== Data for analysis

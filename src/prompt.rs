//! Substitutes named placeholders in a prompt template.
//!
//! Structurally grounded on the teacher's XML prompt builder: named
//! sections assembled in a fixed order, with a dedicated function for each
//! formatted block rather than ad-hoc string concatenation at the call
//! site.

use crate::plan::{Plan, Story};
use std::collections::BTreeMap;

/// Substitutes every occurrence of `{{NAME}}` with `variables[NAME]`'s
/// stringified value. Unknown placeholders are left verbatim.
// `find` returns the byte offset of an ASCII `{{`/`}}` match, always a char
// boundary, so slicing at those offsets is safe.
#[allow(clippy::string_slice)]
pub fn render(template: &str, variables: &BTreeMap<String, String>) -> String {
    let mut out = String::with_capacity(template.len());
    let mut rest = template;
    while let Some(start) = rest.find("{{") {
        out.push_str(&rest[..start]);
        let after = &rest[start + 2..];
        match after.find("}}") {
            Some(end) => {
                let name = &after[..end];
                match variables.get(name) {
                    Some(value) => out.push_str(value),
                    None => {
                        out.push_str("{{");
                        out.push_str(name);
                        out.push_str("}}");
                    }
                }
                rest = &after[end + 2..];
            }
            None => {
                out.push_str("{{");
                rest = after;
            }
        }
    }
    out.push_str(rest);
    out
}

/// Formats the pre-formatted Markdown block for a story: id, title, status,
/// deps, description, acceptance-criteria checklist.
pub fn story_block(story: &Story) -> String {
    let mut lines = vec![
        format!("### {}: {}", story.id, story.title),
        format!("- Status: {:?}", story.status),
    ];
    if story.depends_on.is_empty() {
        lines.push("- Depends on: (none)".to_string());
    } else {
        lines.push(format!("- Depends on: {}", story.depends_on.join(", ")));
    }
    if let Some(description) = &story.description {
        lines.push(String::new());
        lines.push(description.clone());
    }
    if !story.acceptance_criteria.is_empty() {
        lines.push(String::new());
        lines.push("Acceptance criteria:".to_string());
        for criterion in &story.acceptance_criteria {
            lines.push(format!("- [ ] {}", criterion));
        }
    }
    lines.join("\n")
}

/// Formats the plan's quality gates as a Markdown bullet list, or
/// `- (none)` if there are none.
pub fn quality_gates_block(plan: &Plan) -> String {
    if plan.quality_gates.is_empty() {
        "- (none)".to_string()
    } else {
        plan.quality_gates
            .iter()
            .map(|g| format!("- {}", g))
            .collect::<Vec<_>>()
            .join("\n")
    }
}
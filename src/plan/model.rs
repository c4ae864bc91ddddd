//! Typed representation of the plan document.

use serde::{Deserialize, Serialize};

/// Status of an individual story.
#[derive(Debug, Clone, Copy, PartialEq, Eq, Serialize, Deserialize)]
#[serde(rename_all = "snake_case")]
pub enum StoryStatus {
    Open,
    InProgress,
    Done,
    Blocked,
}

impl Default for StoryStatus {
    fn default() -> Self {
        StoryStatus::Open
    }
}

#[derive(Debug, Clone, Serialize, Deserialize)]
pub struct Story {
    pub id: String,
    pub title: String,
    #[serde(default)]
    pub status: StoryStatus,
    #[serde(rename = "dependsOn", default)]
    pub depends_on: Vec<String>,
    #[serde(default, skip_serializing_if = "Option::is_none")]
    pub description: Option<String>,
    #[serde(rename = "acceptanceCriteria", default)]
    pub acceptance_criteria: Vec<String>,
    #[serde(rename = "startedAt", default, skip_serializing_if = "Option::is_none")]
    pub started_at: Option<String>,
    #[serde(rename = "completedAt", default, skip_serializing_if = "Option::is_none")]
    pub completed_at: Option<String>,
    #[serde(rename = "updatedAt", default, skip_serializing_if = "Option::is_none")]
    pub updated_at: Option<String>,
}

#[derive(Debug, Clone, Serialize, Deserialize)]
pub struct Plan {
    pub version: u32,
    pub project: String,
    #[serde(default, skip_serializing_if = "Option::is_none")]
    pub overview: Option<String>,
    #[serde(default)]
    pub goals: Vec<String>,
    #[serde(rename = "nonGoals", default)]
    pub non_goals: Vec<String>,
    #[serde(rename = "qualityGates", default)]
    pub quality_gates: Vec<String>,
    #[serde(default)]
    pub stories: Vec<Story>,
}

impl Plan {
    /// Returns the story with the given id, if present.
    pub fn story(&self, id: &str) -> Option<&Story> {
        self.stories.iter().find(|s| s.id == id)
    }

    /// Returns a mutable reference to the story with the given id, if present.
    pub fn story_mut(&mut self, id: &str) -> Option<&mut Story> {
        self.stories.iter_mut().find(|s| s.id == id)
    }

    /// Whether the given story id names a `done` story in this plan.
    pub fn is_done(&self, id: &str) -> bool {
        self.story(id)
            .map(|s| s.status == StoryStatus::Done)
            .unwrap_or(false)
    }
}
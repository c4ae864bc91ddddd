//! Error taxonomy for the build loop and its collaborators.
//!
//! Mirrors the shape of a hand-written domain error enum: plain variants,
//! manual `Display`, no `thiserror`. Only the kinds that can surface as an
//! immediate failure of the whole run are represented here; failures that
//! occur mid-iteration (agent spawn, agent runtime) are recorded into that
//! iteration's artifacts instead of propagating as a `RalphError`, per the
//! propagation policy: they still carry a variant so the artifact writer and
//! tests can name them precisely.

use std::fmt;
use std::path::PathBuf;

/// A kind, not a type name: each variant names one of the failure classes a
/// caller needs to distinguish.
#[derive(Debug)]
pub enum RalphError {
    /// Plan file failed to parse or violated a structural invariant.
    InvalidPlan { path: PathBuf, message: String },
    /// Plan or worktree-registry lock could not be acquired within budget.
    LockUnavailable { path: PathBuf, attempts: u32 },
    /// Prompt template missing or unreadable.
    MissingTemplate { path: PathBuf, message: String },
    /// Launcher could not be started.
    AgentSpawnFailure { agent: String, message: String },
    /// Launcher started but the runtime around it failed unexpectedly.
    AgentRuntimeError { agent: String, message: String },
    /// Worktree could not be created or registered.
    WorktreeSetupFailure { message: String },
    /// Generic IO failure that doesn't fit a more specific variant.
    Io { context: String, message: String },
}

impl fmt::Display for RalphError {
    fn fmt(&self, f: &mut fmt::Formatter<'_>) -> fmt::Result {
        match self {
            RalphError::InvalidPlan { path, message } => {
                write!(f, "invalid plan at {}: {}", path.display(), message)
            }
            RalphError::LockUnavailable { path, attempts } => write!(
                f,
                "could not acquire lock on {} after {} attempts",
                path.display(),
                attempts
            ),
            RalphError::MissingTemplate { path, message } => {
                write!(f, "missing prompt template at {}: {}", path.display(), message)
            }
            RalphError::AgentSpawnFailure { agent, message } => {
                write!(f, "failed to spawn agent '{}': {}", agent, message)
            }
            RalphError::AgentRuntimeError { agent, message } => {
                write!(f, "agent '{}' runtime error: {}", agent, message)
            }
            RalphError::WorktreeSetupFailure { message } => {
                write!(f, "worktree setup failed: {}", message)
            }
            RalphError::Io { context, message } => write!(f, "{}: {}", context, message),
        }
    }
}

impl std::error::Error for RalphError {}

pub type Result<T> = std::result::Result<T, RalphError>;
//! Injected clock capability.
//!
//! Every timestamp the build loop produces (story transitions, iteration
//! metadata, run ids) derives from this capability instead of calling
//! `Utc::now()` directly, so a test can hand the loop a fixed or
//! step-advancing clock and assert on exact values.

use chrono::{DateTime, Utc};

pub trait Clock: Send + Sync {
    fn now(&self) -> DateTime<Utc>;
}

/// Production clock backed by the system wall clock.
#[derive(Debug, Clone, Copy, Default)]
pub struct SystemClock;

impl Clock for SystemClock {
    fn now(&self) -> DateTime<Utc> {
        Utc::now()
    }
}

#[cfg(test)]
pub struct FixedClock(pub std::sync::Mutex<DateTime<Utc>>);

#[cfg(test)]
impl FixedClock {
    pub fn new(at: DateTime<Utc>) -> Self {
        Self(std::sync::Mutex::new(at))
    }

    pub fn advance(&self, seconds: i64) {
        let mut guard = self.0.lock().unwrap();
        *guard += chrono::Duration::seconds(seconds);
    }
}

#[cfg(test)]
impl Clock for FixedClock {
    fn now(&self) -> DateTime<Utc> {
        *self.0.lock().unwrap()
    }
}

#[cfg(test)]
mod tests {
    use super::*;

    #[test]
    fn fixed_clock_advances() {
        let clock = FixedClock::new(Utc::now());
        let first = clock.now();
        clock.advance(10);
        let second = clock.now();
        assert_eq!((second - first).num_seconds(), 10);
    }
}
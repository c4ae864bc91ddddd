//! Emits per-iteration log and metadata files; appends to the errors log.
//!
//! Grounded on the teacher's `StructuredLogger`: ensure parent directories
//! exist, open append-mode for the shared log, one writer per call. Unlike
//! the teacher's JSONL event stream, artifacts here are the plain-text
//! `.log`/`.md` pair the spec names explicitly, since this is an
//! operator-facing trail rather than a machine-replayable event log.

use crate::overbake::IterationStatus;
use chrono::{DateTime, Utc};
use std::fs::OpenOptions;
use std::io::Write;
use std::path::{Path, PathBuf};

/// Coarse classification of a failure iteration, recorded for human
/// readability only — it never feeds back into scheduling or completion
/// logic.
#[derive(Debug, Clone)]
pub enum FailureClass {
    Exit(i32),
    SpawnError,
    IoError,
}

impl std::fmt::Display for FailureClass {
    fn fmt(&self, f: &mut std::fmt::Formatter<'_>) -> std::fmt::Result {
        match self {
            FailureClass::Exit(code) => write!(f, "exit({code})"),
            FailureClass::SpawnError => write!(f, "spawn_error"),
            FailureClass::IoError => write!(f, "io_error"),
        }
    }
}

const SETUP_HINT: &str =
    "hint: verify the agent executable is installed and on PATH, and that it accepts a prompt on stdin";

pub struct IterationArtifactInput<'a> {
    pub run_id: &'a str,
    pub iteration: u32,
    pub story_id: &'a str,
    pub story_title: &'a str,
    pub status: IterationStatus,
    pub stdout: &'a str,
    pub stderr: &'a str,
    pub failure_class: Option<FailureClass>,
    pub started_at: DateTime<Utc>,
    pub ended_at: DateTime<Utc>,
    pub git: Option<crate::worktree::GitActivity>,
}

pub struct IterationArtifactPaths {
    pub log_path: PathBuf,
    pub meta_path: PathBuf,
}

fn status_label(status: IterationStatus) -> &'static str {
    match status {
        IterationStatus::Success => "success",
        IterationStatus::Failure => "failure",
        IterationStatus::Incomplete => "incomplete",
    }
}

/// Writes `run-<runId>-iter-<i>.log` and `run-<runId>-iter-<i>.md` under
/// `<repoRoot>/.poe-code-ralph/runs/`.
pub fn write_iteration_artifacts(
    repo_root: &Path,
    input: &IterationArtifactInput,
) -> std::io::Result<IterationArtifactPaths> {
    let runs_dir = repo_root.join(".poe-code-ralph").join("runs");
    std::fs::create_dir_all(&runs_dir)?;

    let stem = format!("run-{}-iter-{}", input.run_id, input.iteration);
    let log_path = runs_dir.join(format!("{stem}.log"));
    let meta_path = runs_dir.join(format!("{stem}.md"));

    let mut log_body = String::new();
    if !input.stdout.is_empty() {
        log_body.push_str("# stdout\n");
        log_body.push_str(input.stdout);
        if !input.stdout.ends_with('\n') {
            log_body.push('\n');
        }
    }
    if !input.stderr.is_empty() {
        log_body.push_str("# stderr\n");
        log_body.push_str(input.stderr);
        if !input.stderr.ends_with('\n') {
            log_body.push('\n');
        }
    }
    let failed = matches!(
        (input.status, &input.failure_class),
        (IterationStatus::Failure, _)
    );
    if failed {
        log_body.push('\n');
        log_body.push_str(SETUP_HINT);
        log_body.push('\n');
    }
    std::fs::write(&log_path, log_body)?;

    let duration = (input.ended_at - input.started_at).num_seconds();
    let mut meta = vec![
        format!("Run ID: {}", input.run_id),
        format!("Iteration: {}", input.iteration),
        "Mode: build".to_string(),
        format!("Story: {}: {}", input.story_id, input.story_title),
        format!("Started: {}", input.started_at.to_rfc3339()),
        format!("Ended: {}", input.ended_at.to_rfc3339()),
        format!("Duration: {}s", duration),
        format!("Status: {}", status_label(input.status)),
        format!("Log: {}", log_path.display()),
    ];
    if let Some(class) = &input.failure_class {
        meta.push(format!("Failure: {}", class));
    }
    let mut meta = meta.join("\n") + "\n";
    if let Some(git) = &input.git {
        meta.push_str("\n## Git\n");
        meta.push_str(&format!("Head before: {}\n", git.head_before));
        meta.push_str(&format!("Head after: {}\n", git.head_after));
        if !git.commits.is_empty() {
            meta.push_str("\n### Commits\n");
            for (hash, subject) in &git.commits {
                meta.push_str(&format!("- {hash} {subject}\n"));
            }
        }
        if !git.changed_files.is_empty() {
            meta.push_str("\n### Changed Files (commits)\n");
            for file in &git.changed_files {
                meta.push_str(&format!("- {file}\n"));
            }
        }
        if !git.uncommitted.is_empty() {
            meta.push_str("\n### Uncommitted Changes\n");
            for line in &git.uncommitted {
                meta.push_str(&format!("- {line}\n"));
            }
        }
    }
    std::fs::write(&meta_path, meta)?;

    Ok(IterationArtifactPaths { log_path, meta_path })
}

/// Appends stderr (plus setup hint) to the errors log on a failure
/// iteration with non-empty stderr. Creates the file and any missing parent
/// directories.
pub fn append_errors_log(
    errors_log_path: &Path,
    story_id: &str,
    story_title: &str,
    stderr: &str,
    warned_overbake: bool,
) -> std::io::Result<()> {
    if let Some(parent) = errors_log_path.parent() {
        std::fs::create_dir_all(parent)?;
    }
    let mut file = OpenOptions::new()
        .create(true)
        .append(true)
        .open(errors_log_path)?;

    if warned_overbake {
        writeln!(file, "[OVERBAKE] {story_id}: {story_title}")?;
    }
    if !stderr.is_empty() {
        write!(file, "{}", stderr)?;
        if !stderr.ends_with('\n') {
            writeln!(file)?;
        }
        writeln!(file, "{}", SETUP_HINT)?;
    }
    Ok(())
}
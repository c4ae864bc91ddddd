//! Sequences iterations, ties all components together, honors termination
//! rules.
//!
//! Every external collaborator (fs already lives behind the plan store and
//! artifact writer; spawn, clock, entropy, and the operator prompt) is
//! injected through `Capabilities`, per the teacher's capability-injection
//! pattern (`domain::services::WorkflowClock`) generalized to the full set
//! this spec names. Production wires them to the OS; tests wire them to
//! in-memory fakes.

use crate::agent_invoker::{InvocationOutput, InvocationRequest};
use crate::clock::Clock;
use crate::completion;
use crate::error::RalphError;
use crate::overbake::{IterationStatus, OverbakingDetector};
use crate::plan::StoryStatus;
use crate::plan_store::{self, LockPolicy};
use crate::prompt;
use crate::run_id::{self, EntropySource};
use crate::scheduler;
use crate::worktree;
use async_trait::async_trait;
use std::collections::{BTreeMap, HashSet};
use std::path::{Path, PathBuf};
use std::sync::Arc;

#[async_trait]
pub trait AgentInvoker: Send + Sync {
    async fn invoke(
        &self,
        request: InvocationRequest<'_>,
    ) -> Result<InvocationOutput, RalphError>;
}

pub struct ProcessAgentInvoker;

#[async_trait]
impl AgentInvoker for ProcessAgentInvoker {
    async fn invoke(
        &self,
        request: InvocationRequest<'_>,
    ) -> Result<InvocationOutput, RalphError> {
        crate::agent_invoker::invoke(request).await
    }
}

#[derive(Debug, Clone, Copy, PartialEq, Eq)]
pub enum OverbakeDecision {
    Continue,
    Skip,
    Abort,
}

/// Returns one of the three decision values; the default implementation
/// degrades to `Continue` on non-interactive stdio.
pub trait OperatorPrompter: Send + Sync {
    fn prompt(&self, story_id: &str, story_title: &str) -> OverbakeDecision;
}

pub struct NonInteractivePrompter;

impl OperatorPrompter for NonInteractivePrompter {
    fn prompt(&self, _story_id: &str, _story_title: &str) -> OverbakeDecision {
        OverbakeDecision::Continue
    }
}

pub struct Capabilities {
    pub clock: Arc<dyn Clock>,
    pub entropy: Arc<dyn EntropySource>,
    pub agent_invoker: Arc<dyn AgentInvoker>,
    pub operator_prompter: Arc<dyn OperatorPrompter>,
    pub lock_policy: LockPolicy,
}

impl Default for Capabilities {
    fn default() -> Self {
        Self {
            clock: Arc::new(crate::clock::SystemClock),
            entropy: Arc::new(crate::run_id::OsEntropy),
            agent_invoker: Arc::new(ProcessAgentInvoker),
            operator_prompter: Arc::new(NonInteractivePrompter),
            lock_policy: LockPolicy::default(),
        }
    }
}

#[derive(Debug, Clone, Default)]
pub struct WorktreeOptions {
    pub enabled: bool,
    pub name: Option<String>,
}

#[derive(Debug, Clone)]
pub struct BuildLoopOptions {
    pub plan_path: PathBuf,
    pub progress_path: Option<PathBuf>,
    pub guardrails_path: Option<PathBuf>,
    pub errors_log_path: Option<PathBuf>,
    pub activity_log_path: Option<PathBuf>,
    pub prompt_template_path: Option<PathBuf>,
    pub max_iterations: u32,
    pub max_failures: Option<u32>,
    pub pause_on_overbake: bool,
    pub no_commit: bool,
    pub agent: String,
    pub stale_seconds: i64,
    pub cwd: PathBuf,
    pub worktree: Option<WorktreeOptions>,
    pub run_id: Option<String>,
}

#[derive(Debug, Clone, Copy, PartialEq, Eq)]
pub enum StopReason {
    NoActionableStories,
    MaxIterations,
    OverbakeAbort,
}

#[derive(Debug, Clone)]
pub struct IterationResult {
    pub iteration: u32,
    pub story_id: String,
    pub story_title: String,
    pub status: IterationStatus,
    pub log_path: PathBuf,
    pub meta_path: PathBuf,
}

#[derive(Debug, Clone)]
pub struct BuildResult {
    pub run_id: String,
    pub iterations_completed: u32,
    pub stories_done: Vec<String>,
    pub iterations: Vec<IterationResult>,
    pub stop_reason: StopReason,
    pub worktree_branch: Option<String>,
}

fn default_errors_log(repo_root: &Path) -> PathBuf {
    repo_root.join(".poe-code-ralph").join("errors.log")
}

fn default_prompt_template(repo_root: &Path) -> PathBuf {
    repo_root.join(".agents").join("poe-code-ralph").join("PROMPT_build.md")
}

/// Inputs to [`render_variables`], grouped into one struct rather than a long
/// parameter list since every field maps straight onto a template variable.
struct PromptContext<'a> {
    plan_path: &'a Path,
    progress_path: &'a Path,
    guardrails_path: &'a Path,
    errors_log_path: &'a Path,
    activity_log_path: &'a Path,
    repo_root: &'a Path,
    no_commit: bool,
    run_id: &'a str,
    iteration: u32,
    run_log_path: &'a Path,
    run_meta_path: &'a Path,
    story_id: &'a str,
    story_title: &'a str,
    story_block: &'a str,
    quality_gates: &'a str,
}

fn render_variables(ctx: &PromptContext<'_>) -> BTreeMap<String, String> {
    let mut vars = BTreeMap::new();
    vars.insert("PLAN_PATH".to_string(), ctx.plan_path.display().to_string());
    vars.insert("PROGRESS_PATH".to_string(), ctx.progress_path.display().to_string());
    vars.insert("GUARDRAILS_PATH".to_string(), ctx.guardrails_path.display().to_string());
    vars.insert("ERRORS_LOG_PATH".to_string(), ctx.errors_log_path.display().to_string());
    vars.insert("ACTIVITY_LOG_PATH".to_string(), ctx.activity_log_path.display().to_string());
    vars.insert("REPO_ROOT".to_string(), ctx.repo_root.display().to_string());
    vars.insert("GUARDRAILS_REF".to_string(), ctx.guardrails_path.display().to_string());
    vars.insert("CONTEXT_REF".to_string(), ctx.progress_path.display().to_string());
    vars.insert("ACTIVITY_CMD".to_string(), ctx.activity_log_path.display().to_string());
    vars.insert("NO_COMMIT".to_string(), ctx.no_commit.to_string());
    vars.insert("RUN_ID".to_string(), ctx.run_id.to_string());
    vars.insert("ITERATION".to_string(), ctx.iteration.to_string());
    vars.insert("RUN_LOG_PATH".to_string(), ctx.run_log_path.display().to_string());
    vars.insert("RUN_META_PATH".to_string(), ctx.run_meta_path.display().to_string());
    vars.insert("STORY_ID".to_string(), ctx.story_id.to_string());
    vars.insert("STORY_TITLE".to_string(), ctx.story_title.to_string());
    vars.insert("STORY_BLOCK".to_string(), ctx.story_block.to_string());
    vars.insert("QUALITY_GATES".to_string(), ctx.quality_gates.to_string());
    vars
}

====

Your answer should be the exact lines above from the one with "use std::io::Write;" through the one with "const SETUP_HINT: &str", both included, and nothing besides.

use std::io::Write;
use std::path::{Path, PathBuf};

/// Coarse classification of a failure iteration, recorded for human
/// readability only — it never feeds back into scheduling or completion
/// logic.
#[derive(Debug, Clone)]
pub enum FailureClass {
    Exit(i32),
    SpawnError,
    IoError,
}

impl std::fmt::Display for FailureClass {
    fn fmt(&self, f: &mut std::fmt::Formatter<'_>) -> std::fmt::Result {
        match self {
            FailureClass::Exit(code) => write!(f, "exit({code})"),
            FailureClass::SpawnError => write!(f, "spawn_error"),
            FailureClass::IoError => write!(f, "io_error"),
        }
    }
}

const SETUP_HINT: &str =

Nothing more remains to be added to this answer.